1405.Sir Thomas Holdich, The Origin of the Kafir of the Hindu Kush, Geographical Journal, Vol. VII, p. 42. London, 1896.
1406.George Adam Smith, Historical Geography of the Holy Land, pp. 259-261. New York, 1897.
1407.Isabella Bird Bishop, Korea and Her Neighbors, pp. 21, 134-135, 140, 142. New York, 1897.
1408.Article Waldenses, Encyclopædia Britannica.
Climate enters fundamentally into all consideration of geographic influences, either by implication or explicitly. It is a factor in most physiological and psychological effects of environment. It underlies the whole significance of zonal location, continental and insular. Large territorial areas are favorable to improved variation in men and animals partly because they comprise a diversity of natural conditions, of which a wide range of climates forms one. This is also one advantage of a varied relief, especially in the Tropics, where all the zones may be compressed into a small area on the slopes of high mountains like the Andes and Kilimanjaro. Climate fixes the boundaries of human habitation in Arctic latitudes and high altitudes by drawing the dead-line to all organic life. It dominates life in steppes and torrid deserts as in sub-polar wastes. It encourages intimacy with the sea in tropical Malays and Polynesians, and like a slave-driver, scourges on the fur-clad Eskimo to reap the harvest of the deep. It is always present in that intricate balance of geographic factors which produces a given historical result, throwing its weight now into one side of the scales, now into the other. It underlies the production, distribution and exchange of commodities derived from the vegetable and animal kingdoms, influences methods of agriculture, and the efficiency of human labor in various industries.1409 Hence it is a potent factor in the beginning and in the evolution of civilization, so far as this goes hand in hand with economic development.
The foregoing chapters have therefore been indirectly concerned with climate to no small degree, but they have endeavored to treat the subject analytically, showing climate as working with or against or in some combination with other geographic factors. This course was necessary, because climatic influences are so conspicuous and so important that by the older geographers like Montesquieu1410 and others, they have been erected into a blanket theory, and made to explain a wide range of social and historical phenomena which were properly the effect of other geographic factors.

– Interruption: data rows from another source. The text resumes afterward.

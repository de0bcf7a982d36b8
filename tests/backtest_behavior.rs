//! Behavior-driven tests for strategy backtests and performance metrics.

use tickerlens_analytics::backtest;
use tickerlens_analytics::metrics::{max_drawdown, total_return_pct};
use tickerlens_analytics::{
    AnalyticsEngine, AnalyticsError, DailySentiment, EngineConfig, StrategyKind,
};
use tickerlens_core::{DataSource, PriceRequest, YahooAdapter};
use tickerlens_tests::{assert_close, daily_series, date, range, symbol};

// ============================================================================
// Sentiment strategy
// ============================================================================

#[test]
fn when_yesterday_was_positive_system_holds_the_asset_today() {
    // Given: positive news on day one, negative on day two
    let prices = daily_series("NVDA", "2024-01-01", &[100.0, 101.0, 98.98]);
    let sentiment: DailySentiment = [(date("2024-01-01"), 0.2), (date("2024-01-02"), -0.3)]
        .into_iter()
        .collect();

    // When
    let result = backtest::run(
        &prices,
        &sentiment,
        prices.span(),
        10_000.0,
        StrategyKind::Sentiment,
        &EngineConfig::default(),
    )
    .expect("backtest");

    // Then: only the day after the positive reading earns its return
    assert_eq!(result.exposure, vec![0.0, 1.0, 0.0]);
    assert_close(result.strategy_cum[2], 1.01);
    assert_close(result.final_value, 10_100.0);
    assert_close(result.pnl, 100.0);
    assert_close(result.benchmark_cum[2], 0.9898);
}

#[test]
fn when_same_day_news_is_positive_system_does_not_trade_on_it() {
    // Given: the only positive reading falls on the final day
    let prices = daily_series("NVDA", "2024-01-01", &[100.0, 120.0, 150.0]);
    let sentiment: DailySentiment = [(date("2024-01-03"), 0.9)].into_iter().collect();

    // When
    let result = backtest::run(
        &prices,
        &sentiment,
        prices.span(),
        1_000.0,
        StrategyKind::Sentiment,
        &EngineConfig::default(),
    )
    .expect("backtest");

    // Then: no look-ahead, the strategy never enters
    assert!(result.exposure.iter().all(|weight| *weight == 0.0));
    assert_close(result.final_value, 1_000.0);
}

#[test]
fn when_range_is_narrower_than_prices_system_backtests_only_the_window() {
    // Given
    let prices = daily_series("AAPL", "2024-01-01", &[10.0, 11.0, 12.0, 13.0, 14.0]);

    // When
    let result = backtest::run(
        &prices,
        &DailySentiment::new(),
        range("2024-01-02", "2024-01-04"),
        100.0,
        StrategyKind::BuyAndHold,
        &EngineConfig::default(),
    )
    .expect("backtest");

    // Then
    assert_eq!(result.dates.len(), 3);
    assert_close(result.final_value, 100.0 * 13.0 / 11.0);
}

#[test]
fn when_range_holds_a_single_close_system_reports_insufficient_data() {
    let prices = daily_series("AAPL", "2024-01-01", &[10.0, 11.0]);
    let err = backtest::run(
        &prices,
        &DailySentiment::new(),
        range("2024-01-02", "2024-01-05"),
        100.0,
        StrategyKind::Sentiment,
        &EngineConfig::default(),
    )
    .expect_err("must fail");
    assert!(matches!(
        err,
        AnalyticsError::InsufficientData {
            required: 2,
            actual: 1
        }
    ));
}

#[test]
fn when_capital_is_zero_system_rejects_the_run() {
    let prices = daily_series("AAPL", "2024-01-01", &[10.0, 11.0]);
    let err = backtest::run(
        &prices,
        &DailySentiment::new(),
        prices.span(),
        0.0,
        StrategyKind::BuyAndHold,
        &EngineConfig::default(),
    )
    .expect_err("must fail");
    assert!(matches!(err, AnalyticsError::Validation(_)));
}

// ============================================================================
// Benchmarks
// ============================================================================

#[test]
fn when_buy_and_hold_runs_on_provider_data_system_matches_the_price_ratio() {
    // Given
    let engine = AnalyticsEngine::new(Box::new(YahooAdapter::default()), EngineConfig::default());
    let window = range("2024-01-01", "2024-03-31");
    let prices = YahooAdapter::default()
        .prices(&PriceRequest::new(symbol("MSFT"), window))
        .expect("prices");

    // When
    let run = engine
        .backtest_symbol(&symbol("MSFT"), window, 10_000.0, StrategyKind::BuyAndHold)
        .expect("backtest");

    // Then
    let expected = 10_000.0 * prices.last().close / prices.first().close;
    assert!((run.result.final_value - expected).abs() < 1e-6);
    assert_eq!(run.result.strategy_cum, run.result.benchmark_cum);
    assert!(run.news_failure.is_none(), "buy-and-hold never reads news");
}

#[test]
fn when_prices_are_flat_system_dca_preserves_capital_and_ends_fully_invested() {
    // Given: a constant price across three calendar months
    let prices = daily_series("VTI", "2024-01-01", &[50.0; 91]);

    // When
    let result = backtest::run(
        &prices,
        &DailySentiment::new(),
        range("2024-01-01", "2024-03-31"),
        9_000.0,
        StrategyKind::DollarCostAveraging,
        &EngineConfig::default(),
    )
    .expect("backtest");

    // Then
    assert_close(result.final_value, 9_000.0);
    assert_eq!(result.exposure[0], 0.0);
    assert_close(result.exposure[1], 1.0 / 3.0);
    assert_close(result.exposure[90], 1.0);
}

// ============================================================================
// Metrics
// ============================================================================

#[test]
fn when_curve_dips_after_a_peak_system_measures_the_drawdown_from_that_peak() {
    assert_close(max_drawdown(&[100.0, 120.0, 90.0, 110.0]), -25.0);
    assert_eq!(max_drawdown(&[1.0, 1.1, 1.2]), 0.0);
}

#[test]
fn when_curve_ends_above_start_system_reports_total_return_in_percent() {
    assert_close(total_return_pct(&[1.0, 1.05, 1.1]), 10.0);
    assert_eq!(total_return_pct(&[]), 0.0);
}

#[test]
fn when_strategy_never_trades_system_reports_zero_metrics() {
    // Given
    let prices = daily_series("AAPL", "2024-01-01", &[100.0, 90.0, 80.0, 95.0]);

    // When
    let result = backtest::run(
        &prices,
        &DailySentiment::new(),
        prices.span(),
        1_000.0,
        StrategyKind::Sentiment,
        &EngineConfig::default(),
    )
    .expect("backtest");

    // Then
    assert_eq!(result.strategy_metrics.sharpe, 0.0);
    assert_eq!(result.strategy_metrics.max_drawdown, 0.0);
    assert_close(result.strategy_metrics.cagr, 0.0);
    assert_close(result.benchmark_metrics.max_drawdown, -20.0);
}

For a clear understanding of climatic influences, it is necessary to adhere to the chief characteristics of the atmosphere, such as heat and cold, moisture and aridity, and to consider the effect of zonal location, winds and relief in the production and distribution of these; also to distinguish between direct and indirect results of climate, temporary and permanent, physiological and psychological ones, because the confusion of these various effects breeds far-fetched conclusions. The direct modification of man by climate is partly an a priori assumption, because the incontestable evidences of such modification are not very numerous, however strong the probability may be. The effect of climate upon plant and animal life is obvious, and immediately raises the assumption that man has been similarly influenced. But there is this difference: in contrast to the helpless dependence upon environment of stationary plants and animals, whose range of movement is strictly determined by conditions of food and temperature, the great mobility of man, combined with his inventiveness, enables him to flee or seek almost any climatic condition, and to emancipate himself from the full tyranny of climatic control by substituting an indirect economic effect for a direct physical effect.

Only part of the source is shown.